Michael Bay’s been producing remakes all over town, using his Platinum Dunes company as a front. So naturally he’d be the logical choice to spearhead any attempt at remaking this classic. How would it pan out, you ask?
- Michael Bay calls up Matthew McConaughey, Josh Hartnett, Dane Cook and Ashton Kutcher and tells them they’re all up for the role but have to Thunderdome for it.
- He films the resulting carnage.
- He releases that as IT HAPPENED ONE NIGHT ONLY!, a la Hearts of Darkness.
- It makes a billion dollars.
- Yeah, so…I’d pay to see that, because otherwise we’d get My Best Friend’s Girl and fuuuuck THAT.
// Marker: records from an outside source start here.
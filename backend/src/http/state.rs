//! Application state for the HTTP server.

use std::sync::Arc;

use crate::config::ValidationSettings;
use crate::db::repository::PersonRepository;

/// Shared application state passed to all handlers.
#[derive(Clone)]
pub struct AppState {
    /// Repository instance for database operations
    pub repository: Arc<dyn PersonRepository>,
    /// Rules applied to create/update payloads
    pub validation: Arc<ValidationSettings>,
}

impl AppState {
    /// Create application state with default validation rules.
    pub fn new(repository: Arc<dyn PersonRepository>) -> Self {
        Self::with_validation(repository, ValidationSettings::default())
    }

    pub fn with_validation(
        repository: Arc<dyn PersonRepository>,
        validation: ValidationSettings,
    ) -> Self {
        Self {
            repository,
            validation: Arc::new(validation),
        }
    }
}
/// Defines a newtype identifier around an integer scalar (typically `i64`).
///
/// The generated type serializes as its bare inner value, so `PersonId(7)`
/// appears as `7` in JSON. It also gets `Display`, `FromStr`, and conversions
/// to and from the inner type.
///
/// Usage:
///   define_id_type!(i64, PersonId);
#[macro_export]
macro_rules! define_id_type {
    ($inner:ty, $name:ident) => {
        #[derive(
            Debug,
            Copy,
            Clone,
            PartialEq,
            Eq,
            PartialOrd,
            Ord,
            Hash,
            serde::Serialize,
            serde::Deserialize,
        )]
        #[serde(transparent)]
        pub struct $name(pub $inner);

        impl ::std::fmt::Display for $name {
            fn fmt(&self, f: &mut ::std::fmt::Formatter<'_>) -> ::std::fmt::Result {
                ::std::write!(f, "{}", self.0)
            }
        }

        impl ::std::str::FromStr for $name {
            type Err = <$inner as ::std::str::FromStr>::Err;

            fn from_str(s: &str) -> ::std::result::Result<Self, Self::Err> {
                s.trim().parse::<$inner>().map($name)
            }
        }

        impl ::std::convert::From<$inner> for $name {
            fn from(v: $inner) -> Self {
                $name(v)
            }
        }

        impl ::std::convert::From<$name> for $inner {
            fn from(v: $name) -> Self {
                v.0
            }
        }

        impl $name {
            pub fn new(value: $inner) -> Self {
                $name(value)
            }

            pub fn value(&self) -> $inner {
                self.0
            }
        }
    };
}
It swept the Oscars that year, winning Best Actor, Actress, Screenplay, Director and Picture. It was also one of the last romantic comedies to be made before the industry started enforcing the Hays Code. Neither Colbert nor Capra had any faith in the film and in ‘35, when Colbert was nominated, she didn’t attend the ceremony because she thought she wouldn’t win and instead planned to take a train ride. When she DID win she had to be snatched off the train and dragged back to the ceremony to accept.